Object Detection with DINOv3

In the last two articles, we covered image classification and semantic segmentation using DINOv3. This article covers another fundamental downstream task in computer vision, object detection with DINOv3. The object detection task will really test the limits of DINOv3 backbones, as it is one of the most difficult tasks in computer vision when the datasets are small in size.

Jump to Download Code

Figure 1. Demo result after training DINOv3 object detection model.

Here, instead of using one of the ViT backbones as we did in the previous articles, we will use the DINOv3 ConvNeXt Tiny backbone. Furthermore, the training pipeline and the results might not be the best. This article will serve as a starting point for future articles and projects, and readers who might want to take this further.

What will we cover in object detection with DINOv3?

The Pascal VOC object detection dataset.
Exploring the DINOv3 Stack codebase for object detection.
Setting up the project directory and dependencies.
Discussing the important code snippets – such as modifying the DINOv3 backbone for detection, the dataset creation, and augmentations.
Training and inference.

The Pascal VOC Object Detection Dataset

The Pascal VOC object detection dataset is perhaps one of the most famous in the history of computer vision. It is repeatedly benchmarked in papers. Given its moderate size, with ~16,500 training and ~5,000 validation samples, it is suitable for experimental training.

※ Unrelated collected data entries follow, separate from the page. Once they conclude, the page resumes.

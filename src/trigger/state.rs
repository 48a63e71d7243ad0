// Copyright (C) 2026 Michael Wilson <mike@mdwn.dev>
//
// This program is free software: you can redistribute it and/or modify it under
// the terms of the GNU General Public License as published by the Free Software
// Foundation, version 3.
//
// This program is distributed in the hope that it will be useful, but WITHOUT
// ANY WARRANTY; without even the implied warranty of MERCHANTABILITY or FITNESS
// FOR A PARTICULAR PURPOSE. See the GNU General Public License for more details.
//
// You should have received a copy of the GNU General Public License along with
// this program. If not, see <https://www.gnu.org/licenses/>.
//
use tracing::debug;

use super::{Mapping, Timestamp, TriggerConfig};
use crate::event::Event;
use crate::interpolate::{interpolate, MIDI_DATA_MAX};

/// The externally observable phase of a trigger.
#[derive(Clone, Copy, Debug, PartialEq, Eq)]
pub enum Phase {
    /// No note is sounding.
    Inactive,
    /// A note is sounding and the condition is met.
    Active,
    /// A note is sounding, the condition is no longer met and the debounce timer is running.
    PendingOff,
    /// Continuous triggers have no on/off state.
    Continuous,
}

/// A read-only snapshot of a trigger's runtime state.
#[derive(Clone, Copy, Debug, PartialEq)]
pub struct TriggerStatus {
    pub phase: Phase,
    /// The raw condition as of the latest sample.
    pub logical_active: bool,
    /// Whether a note on has been sent without its note off.
    pub emitted_active: bool,
    pub pending_off_since: Option<Timestamp>,
    pub throttled_until: Option<Timestamp>,
    pub last_value: Option<f64>,
    pub last_emitted_cc: Option<u8>,
}

/// The note a trigger turned on. The matching note off always goes here, even if the
/// trigger has since been reconfigured with a different note or channel.
#[derive(Clone, Copy, Debug, PartialEq, Eq)]
struct Sounding {
    note: u8,
    channel: u8,
}

#[derive(Debug, Default)]
struct NoteState {
    logical_active: bool,
    sounding: Option<Sounding>,
    pending_off_since: Option<Timestamp>,
    throttled_until: Option<Timestamp>,
    last_value: Option<f64>,
}

#[derive(Debug, Default)]
struct ControlState {
    last_value: Option<f64>,
    last_emitted_cc: Option<u8>,
}

#[derive(Debug)]
enum State {
    Note(NoteState),
    Control(ControlState),
}

impl State {
    fn for_config(config: &TriggerConfig) -> State {
        match config.mapping() {
            Mapping::Note { .. } => State::Note(NoteState::default()),
            Mapping::Control { .. } => State::Control(ControlState::default()),
        }
    }
}

/// A configured trigger together with its runtime state.
#[derive(Debug)]
pub struct Trigger {
    config: TriggerConfig,
    state: State,
}

impl Trigger {
    /// Creates a trigger with fresh state.
    pub fn new(config: TriggerConfig) -> Trigger {
        let state = State::for_config(&config);
        Trigger { config, state }
    }

    /// Gets the trigger configuration.
    pub fn config(&self) -> &TriggerConfig {
        &self.config
    }

    /// Gets the trigger name.
    pub fn name(&self) -> &str {
        self.config.name()
    }

    /// Feeds a detected value into the trigger and returns the event it produces, if any.
    pub fn update(&mut self, value: f64, now: Timestamp) -> Option<Event> {
        match (&mut self.state, *self.config.mapping()) {
            (
                State::Note(state),
                Mapping::Note {
                    threshold,
                    note,
                    channel,
                    velocity,
                },
            ) => {
                state.last_value = Some(value);
                state.logical_active = self.config.kind().is_met(value, threshold);

                match (state.sounding, state.logical_active) {
                    (None, true) => {
                        if state.throttled_until.is_some_and(|until| now < until) {
                            return None;
                        }

                        let velocity = velocity.velocity(value);
                        state.sounding = Some(Sounding { note, channel });
                        state.pending_off_since = None;
                        debug!(
                            trigger = self.config.name(),
                            value, note, velocity, channel, "Note on."
                        );
                        Some(Event::NoteOn {
                            note,
                            velocity,
                            channel,
                        })
                    }
                    (Some(sounding), false) => {
                        let since = *state.pending_off_since.get_or_insert(now);
                        if now.saturating_sub(since) < self.config.debounce() {
                            return None;
                        }

                        state.sounding = None;
                        state.pending_off_since = None;
                        state.throttled_until = Some(now.saturating_add(self.config.throttle()));
                        debug!(
                            trigger = self.config.name(),
                            value,
                            note = sounding.note,
                            channel = sounding.channel,
                            "Note off."
                        );
                        Some(Event::NoteOff {
                            note: sounding.note,
                            channel: sounding.channel,
                        })
                    }
                    (Some(_), true) => {
                        state.pending_off_since = None;
                        None
                    }
                    (None, false) => None,
                }
            }
            (
                State::Control(state),
                Mapping::Control {
                    min,
                    max,
                    cc,
                    channel,
                },
            ) => {
                let value_out = interpolate(value, (min, 0), (max, MIDI_DATA_MAX));
                state.last_value = Some(value);
                state.last_emitted_cc = Some(value_out);
                Some(Event::ControlChange {
                    cc,
                    value: value_out,
                    channel,
                })
            }
            // The state is always built from the mapping, so this is only reachable if a
            // reconfiguration skipped the rebuild. Start over rather than stay stuck.
            _ => {
                let released = self.force_off();
                self.state = State::for_config(&self.config);
                released
            }
        }
    }

    /// Replaces the configuration while keeping the runtime state. If the new configuration
    /// belongs to the other kind family the state is rebuilt, and a sounding note is
    /// released through the returned event.
    pub fn reconfigure(&mut self, config: TriggerConfig) -> Option<Event> {
        let same_family = matches!(
            (&self.state, config.mapping()),
            (State::Note(_), Mapping::Note { .. }) | (State::Control(_), Mapping::Control { .. })
        );
        self.config = config;
        if same_family {
            return None;
        }

        let released = self.force_off();
        self.state = State::for_config(&self.config);
        released
    }

    /// Turns off a sounding note immediately, ignoring debounce, and resets the trigger to
    /// inactive. Throttle is not applied.
    pub fn force_off(&mut self) -> Option<Event> {
        match &mut self.state {
            State::Note(state) => {
                state.pending_off_since = None;
                state.sounding.take().map(|sounding| Event::NoteOff {
                    note: sounding.note,
                    channel: sounding.channel,
                })
            }
            State::Control(_) => None,
        }
    }

    /// Returns true if a note on is outstanding.
    pub fn emitted_active(&self) -> bool {
        matches!(&self.state, State::Note(state) if state.sounding.is_some())
    }

    /// Gets a snapshot of the runtime state.
    pub fn status(&self) -> TriggerStatus {
        match &self.state {
            State::Note(state) => TriggerStatus {
                phase: match (state.sounding, state.pending_off_since) {
                    (None, _) => Phase::Inactive,
                    (Some(_), None) => Phase::Active,
                    (Some(_), Some(_)) => Phase::PendingOff,
                },
                logical_active: state.logical_active,
                emitted_active: state.sounding.is_some(),
                pending_off_since: state.pending_off_since,
                throttled_until: state.throttled_until,
                last_value: state.last_value,
                last_emitted_cc: None,
            },
            State::Control(state) => TriggerStatus {
                phase: Phase::Continuous,
                logical_active: false,
                emitted_active: false,
                pending_off_since: None,
                throttled_until: None,
                last_value: state.last_value,
                last_emitted_cc: state.last_emitted_cc,
            },
        }
    }
}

To follow along, you can download the dataset from Kaggle. The annotations are present in the XML file format.

We see the following directory structure after downloading and extracting it.

├── voc_07_12
│   └── voc_xml_dataset
│       ├── train
│       │   ├── images  [16551 entries exceeds filelimit, not opening dir]
│       │   └── labels  [16551 entries exceeds filelimit, not opening dir]
│       ├── valid
│       │   ├── images  [4952 entries exceeds filelimit, not opening dir]
│       │   └── labels  [4952 entries exceeds filelimit, not opening dir]
│       └── README.txt
└── readme.txt

Here are some samples from the training dataset along with their ground truth annotations.

Figure 2. Ground truth samples from the Pascal VOC object detection dataset.

The samples are diverse, and that’s what makes the dataset a bit challenging as well. We have just 16500 samples to make the model learn the features in various scenarios.

The DINOv3 Stack Codebase

Following the approach from our previous article, we will continue to use the dinov3_stack GitHub project.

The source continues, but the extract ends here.